Many cyber security bills
Representative Jim Langevin called the Bono Mack bill thoughtful, but inadequate. In particular, he criticised its reliance on a voluntary approach to address vulnerabilities in critical infrastructure such as the electric grid.
"That approach has failed us over the last decade," he said in a statement. "We need swift action to compel these companies to invest in our national security before it's too late."
Langevin has co-sponsored legislation that would establish cyber security standards for critical, private networks.
The House is also considering a bill introduced by Representative Mike Rogers, the Republican chairman of the US House of Representatives intelligence committee, and the panel's senior Democrat, Representative C.A. "Dutch" Ruppersberger.

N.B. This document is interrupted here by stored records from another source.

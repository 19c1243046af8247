//! Metrics collection for observability
//!
//! Prometheus metrics exposed by the chain core:
//!
//! - `chain_blocks_applied_total` - Blocks applied
//! - `chain_operations_applied_total` - Operations applied
//! - `chain_events_emitted_total` - Outbound events emitted
//! - `chain_block_apply_duration_seconds` - Block application latency

use prometheus::{Histogram, HistogramOpts, IntCounter, Opts, Registry};
use std::sync::Arc;

/// Metrics collector
#[derive(Clone)]
pub struct Metrics {
    /// Blocks applied
    pub blocks_applied: IntCounter,

    /// Operations applied
    pub operations_applied: IntCounter,

    /// Outbound events emitted
    pub events_emitted: IntCounter,

    /// Block application latency
    pub apply_duration: Histogram,

    /// Prometheus registry
    pub registry: Arc<Registry>,
}

impl Metrics {
    /// Create a new collector with its own registry
    pub fn new() -> prometheus::Result<Self> {
        let registry = Arc::new(Registry::new());

        let blocks_applied = IntCounter::with_opts(Opts::new(
            "chain_blocks_applied_total",
            "Total number of blocks applied",
        ))?;
        registry.register(Box::new(blocks_applied.clone()))?;

        let operations_applied = IntCounter::with_opts(Opts::new(
            "chain_operations_applied_total",
            "Total number of operations applied",
        ))?;
        registry.register(Box::new(operations_applied.clone()))?;

        let events_emitted = IntCounter::with_opts(Opts::new(
            "chain_events_emitted_total",
            "Total number of outbound events emitted",
        ))?;
        registry.register(Box::new(events_emitted.clone()))?;

        let apply_duration = Histogram::with_opts(HistogramOpts::new(
            "chain_block_apply_duration_seconds",
            "Block application latency",
        ))?;
        registry.register(Box::new(apply_duration.clone()))?;

        Ok(Self {
            blocks_applied,
            operations_applied,
            events_emitted,
            apply_duration,
            registry,
        })
    }
}

impl std::fmt::Debug for Metrics {
    fn fmt(&self, f: &mut std::fmt::Formatter<'_>) -> std::fmt::Result {
        f.debug_struct("Metrics")
            .field("blocks_applied", &self.blocks_applied.get())
            .field("operations_applied", &self.operations_applied.get())
            .finish()
    }
}
//! Limit-order escrow
//!
//! Orders move liquid funds into the market-escrow balance category and emit
//! create/delete events for the read side. Matching happens in an external
//! priced exchange; this core only guards the escrow: cancel and expiry
//! release it back to the liquid balance.

use crate::error::{Error, Result};
use crate::evaluator::OpContext;
use crate::events::ChainEvent;
use crate::state::{BalanceKind, LimitOrder, State};
use veles_protocol::operations as ops;
use veles_protocol::{Asset, TimePointSec};

/// Place an order, escrowing the sell amount
pub fn apply_order_create(
    state: &mut State,
    ctx: &OpContext,
    op: &ops::LimitOrderCreate,
    events: &mut Vec<ChainEvent>,
) -> Result<()> {
    if op.expiration <= ctx.now {
        return Err(Error::InvalidState("Order expiration is in the past".into()));
    }
    let key = (op.owner.clone(), op.order_id);
    if state.find_order(&key).is_some() {
        return Err(Error::DuplicateObject {
            kind: "limit order",
            key: format!("{}:{}", op.owner, op.order_id),
        });
    }

    state.adjust_balance(
        &op.owner,
        BalanceKind::Liquid,
        Asset::new(-op.amount_to_sell.amount, op.amount_to_sell.symbol),
    )?;
    state.adjust_balance(&op.owner, BalanceKind::Escrow, op.amount_to_sell)?;

    state.put_order(LimitOrder {
        owner: op.owner.clone(),
        order_id: op.order_id,
        created: ctx.now,
        expiration: op.expiration,
        amount_to_sell: op.amount_to_sell,
        min_to_receive: op.min_to_receive,
    });

    events.push(ChainEvent::OrderCreated {
        owner: op.owner.clone(),
        order_id: op.order_id,
        amount_to_sell: op.amount_to_sell,
        min_to_receive: op.min_to_receive,
    });
    Ok(())
}

fn release(state: &mut State, order: &LimitOrder, events: &mut Vec<ChainEvent>) -> Result<()> {
    state.adjust_balance(
        &order.owner,
        BalanceKind::Escrow,
        Asset::new(-order.amount_to_sell.amount, order.amount_to_sell.symbol),
    )?;
    state.adjust_balance(&order.owner, BalanceKind::Liquid, order.amount_to_sell)?;
    state.remove_order(&(order.owner.clone(), order.order_id));

    events.push(ChainEvent::OrderDeleted {
        owner: order.owner.clone(),
        order_id: order.order_id,
        refunded: order.amount_to_sell,
    });
    Ok(())
}

/// Cancel an open order, releasing its escrow
pub fn apply_order_cancel(
    state: &mut State,
    op: &ops::LimitOrderCancel,
    events: &mut Vec<ChainEvent>,
) -> Result<()> {
    let order = state.order(&(op.owner.clone(), op.order_id))?.clone();
    release(state, &order, events)
}

/// Maintenance: release every order whose expiration has passed
pub fn expire_orders(
    state: &mut State,
    now: TimePointSec,
    events: &mut Vec<ChainEvent>,
) -> Result<()> {
    for key in state.orders_expired(now) {
        let order = state.order(&key)?.clone();
        tracing::debug!(owner = %order.owner, order_id = order.order_id, "Expiring limit order");
        release(state, &order, events)?;
    }
    Ok(())
}

#[cfg(test)]
mod tests {
    use super::*;
    use crate::state::{Genesis, GenesisAccount};
    use veles_protocol::{AccountName, VBD, VLS};

    fn name(s: &str) -> AccountName {
        AccountName::new(s).unwrap()
    }

    fn setup() -> State {
        State::genesis(
            &Genesis {
                accounts: vec![GenesisAccount {
                    name: name("trader"),
                    liquid: 1_000_000,
                    debt: 0,
                    vesting: 0,
                }],
            },
            TimePointSec(0),
        )
        .unwrap()
    }

    fn ctx() -> OpContext {
        OpContext {
            now: TimePointSec(100),
            block_num: 1,
            clear_old_worker_votes: true,
        }
    }

    fn create_op(order_id: u32, expiration: i64) -> ops::LimitOrderCreate {
        ops::LimitOrderCreate {
            owner: name("trader"),
            order_id,
            amount_to_sell: Asset::new(300_000, VLS),
            min_to_receive: Asset::new(100_000, VBD),
            expiration: TimePointSec(expiration),
        }
    }

    #[test]
    fn test_create_escrows_funds() {
        let mut state = setup();
        let mut events = Vec::new();
        apply_order_create(&mut state, &ctx(), &create_op(1, 10_000), &mut events).unwrap();

        let trader = state.account(&name("trader")).unwrap();
        assert_eq!(trader.balance(VLS, BalanceKind::Liquid).amount, 700_000);
        assert_eq!(trader.balance(VLS, BalanceKind::Escrow).amount, 300_000);
        assert!(matches!(events[0], ChainEvent::OrderCreated { .. }));
        state.check_conservation().unwrap();

        // Duplicate order id is rejected
        let err =
            apply_order_create(&mut state, &ctx(), &create_op(1, 10_000), &mut events).unwrap_err();
        assert!(matches!(err, Error::DuplicateObject { .. }));
    }

    #[test]
    fn test_cancel_releases_escrow() {
        let mut state = setup();
        let mut events = Vec::new();
        apply_order_create(&mut state, &ctx(), &create_op(1, 10_000), &mut events).unwrap();
        apply_order_cancel(
            &mut state,
            &ops::LimitOrderCancel {
                owner: name("trader"),
                order_id: 1,
            },
            &mut events,
        )
        .unwrap();

        let trader = state.account(&name("trader")).unwrap();
        assert_eq!(trader.balance(VLS, BalanceKind::Liquid).amount, 1_000_000);
        assert_eq!(trader.balance(VLS, BalanceKind::Escrow).amount, 0);
        assert!(state.find_order(&(name("trader"), 1)).is_none());
        state.check_conservation().unwrap();
    }

    #[test]
    fn test_expiry_sweep() {
        let mut state = setup();
        let mut events = Vec::new();
        apply_order_create(&mut state, &ctx(), &create_op(1, 1_000), &mut events).unwrap();
        apply_order_create(&mut state, &ctx(), &create_op(2, 5_000), &mut events).unwrap();

        events.clear();
        expire_orders(&mut state, TimePointSec(1_000), &mut events).unwrap();
        assert!(state.find_order(&(name("trader"), 1)).is_none());
        assert!(state.find_order(&(name("trader"), 2)).is_some());
        assert_eq!(events.len(), 1);

        let trader = state.account(&name("trader")).unwrap();
        assert_eq!(trader.balance(VLS, BalanceKind::Escrow).amount, 300_000);
        state.check_conservation().unwrap();
    }
}
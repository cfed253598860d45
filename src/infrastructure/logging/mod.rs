//! Structured logging infrastructure
//!
//! Tracing-based logging with:
//! - Configurable stderr format (json, pretty)
//! - Daily-rotated JSON file output
//! - Age-based retention sweep

pub mod logger;
pub mod retention;

pub use logger::{init_logging, LogHandle};
pub use retention::purge_old_logs;
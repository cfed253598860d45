//! Phase engine: drives one bounded two-agent dialogue from seed prompt
//! to settled conclusion.
//!
//! `execute` is the whole pipeline for a phase: collect placeholder
//! values from the chain environment, run the dialogue (or skip it for
//! trivial inputs, or route through a human reviewer first), reflect
//! when nobody declared a conclusion, hand the verdict to the control
//! surface, fold the accepted conclusion back into the environment, and
//! persist it to the memory store.

use std::collections::HashMap;
use std::sync::Arc;

use tracing::{debug, info, warn};

use crate::domain::errors::{PhaseError, PhaseResult};
use crate::domain::models::{
    extract_conclusion, ChainEnv, ChatMessage, ConclusionRecord, PhaseState, PhaseStateUpdate,
    PhaseStatus, RetrievalConfig, RoleKind, TERMINATION_MARKER,
};
use crate::domain::ports::{
    AutoControl, ControlDecision, ControlSurface, EmbeddingProvider, MemoryStore, ModelBackend,
};
use crate::services::active_phase::ActivePhaseRegistry;
use crate::services::agent::{AgentSettings, DialogueAgent};
use crate::services::phase_kinds::PhaseKind;
use crate::services::retrieval::ConclusionRetriever;
use crate::services::role_play::{render_placeholders, DialogueSession};

/// Hard ceiling on the per-phase turn limit.
pub const MAX_TURN_LIMIT: usize = 100;

/// Fixed reviewer pair for every reflection dialogue.
const REFLECTION_ASSISTANT_ROLE: &str = "Chief Executive Officer";
const REFLECTION_USER_ROLE: &str = "Counselor";

/// Label reflections run under. Reflections are never persisted, so
/// memory retrieval against this label always comes back empty.
const REFLECTION_PHASE_NAME: &str = "Reflection";

const REFLECTION_PROMPT: &str =
    "Here is a conversation between two roles:\n\n{conversations}\n\n{question}";

// ===== Shared phase context =====

/// Services and settings shared by every phase in a chain run.
pub struct PhaseContext {
    pub backend: Arc<dyn ModelBackend>,
    pub embedding: Arc<dyn EmbeddingProvider>,
    pub store: Arc<dyn MemoryStore>,
    pub retriever: Arc<ConclusionRetriever>,
    pub registry: Arc<ActivePhaseRegistry>,
    pub control: Arc<dyn ControlSurface>,
    pub settings: AgentSettings,
    pub background_prompt: String,
    pub role_prompts: HashMap<String, String>,
}
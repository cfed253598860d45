use async_trait::async_trait;

use crate::domain::errors::PhaseResult;
use crate::domain::models::{ConclusionRecord, StoredConclusion};

/// Repository trait for the conclusion memory store.
///
/// Provides async methods over two tables: phases (one row per phase
/// name) and conclusions (one row per persisted dialogue outcome,
/// insertion order preserved by the rowid).
#[async_trait]
pub trait MemoryStore: Send + Sync {
    /// Find a phase row by name, creating it if absent.
    ///
    /// Must be race-safe: two concurrent calls with the same name both
    /// succeed and return the same id.
    ///
    /// # Arguments
    /// * `name` - Unique phase name
    /// * `prompt` - Phase prompt template recorded on first creation
    ///
    /// # Errors
    /// Returns `PhaseError::Persistence` if the database operation fails.
    async fn find_or_create_phase(&self, name: &str, prompt: &str) -> PhaseResult<i64>;

    /// Insert one conclusion under an existing phase.
    ///
    /// Returns the rowid of the inserted conclusion.
    ///
    /// # Arguments
    /// * `phase_id` - Id from `find_or_create_phase`
    /// * `record` - Conclusion content, kind, role pair, and optional embedding
    ///
    /// # Errors
    /// Returns `PhaseError::Persistence` if the database operation fails.
    async fn insert_conclusion(
        &self,
        phase_id: i64,
        record: &ConclusionRecord,
    ) -> PhaseResult<i64>;

    /// Fetch the most recent conclusions for a phase, newest first.
    ///
    /// Similarity filtering happens in the caller; this method only
    /// bounds the candidate set by recency.
    ///
    /// # Arguments
    /// * `phase_name` - Phase to query
    /// * `limit` - Maximum number of rows to return
    ///
    /// # Errors
    /// Returns `PhaseError::Persistence` if the database operation fails.
    async fn query_recent(
        &self,
        phase_name: &str,
        limit: usize,
    ) -> PhaseResult<Vec<StoredConclusion>>;
}
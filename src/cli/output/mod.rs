//! CLI output formatting module
//!
//! Every command renders its result through a serializable output struct
//! implementing [`CommandOutput`]; the global `--json` flag switches
//! between the human rendering and the machine-readable one.

pub mod progress;
pub mod table;

use serde::Serialize;

pub use table::TableFormatter;

pub trait CommandOutput: Serialize {
    fn to_human(&self) -> String;
    fn to_json(&self) -> serde_json::Value;
}

pub fn output<T: CommandOutput>(result: &T, json_mode: bool) {
    if json_mode {
        println!(
            "{}",
            serde_json::to_string_pretty(&result.to_json()).unwrap_or_default()
        );
    } else {
        println!("{}", result.to_human());
    }
}

/// Truncate a string to a maximum length in characters, appending "..."
/// if truncated. Conclusions are model output, so this cuts on char
/// boundaries rather than bytes.
pub fn truncate(s: &str, max_len: usize) -> String {
    if s.chars().count() <= max_len {
        s.to_string()
    } else {
        let cut: String = s.chars().take(max_len.saturating_sub(3)).collect();
        format!("{cut}...")
    }
}

#[cfg(test)]
mod tests {
    use super::*;

    #[test]
    fn test_truncate_short_string_unchanged() {
        assert_eq!(truncate("PowerPoint", 20), "PowerPoint");
    }

    #[test]
    fn test_truncate_long_string_gets_ellipsis() {
        assert_eq!(truncate("a basic Gomoku game", 10), "a basic...");
    }

    #[test]
    fn test_truncate_respects_char_boundaries() {
        let s = "ナレッジベースのウェブサイト";
        let cut = truncate(s, 8);
        assert_eq!(cut, "ナレッジベ...");
    }
}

That bill would allow the National Security Agency, for example, to tell internet service providers about different cyber threats the intelligence agency has detected so the ISP can then block traffic to its customers from anything with that signature.
On the Senate side, there is a comprehensive bill supported by Senate Majority Leader Harry Reid that would require upgrades in security for critical national infrastructure to prevent a catastrophic attack on the nation's water supply, electric grid, financial networks and transportation infrastructure.
The legislative efforts follows a spate of high profile hacks that have alarmed experts. Victims have included defense contractors such as Lockheed Martin, web search leader Google, Citigroup and exchange operator Nasdaq.
Politicians have not been immune. In 2008, hackers targeted both President Barack Obama and McCain's presidential campaigns.
The White House is eager to see cyber security legislation, but Howard Schmidt, the White House cyber security policy coordinator, has said the federal government could do more even without legislation. As one example, the Department of Energy could push harder to prompt electric utilities to ward off hacking intrusions.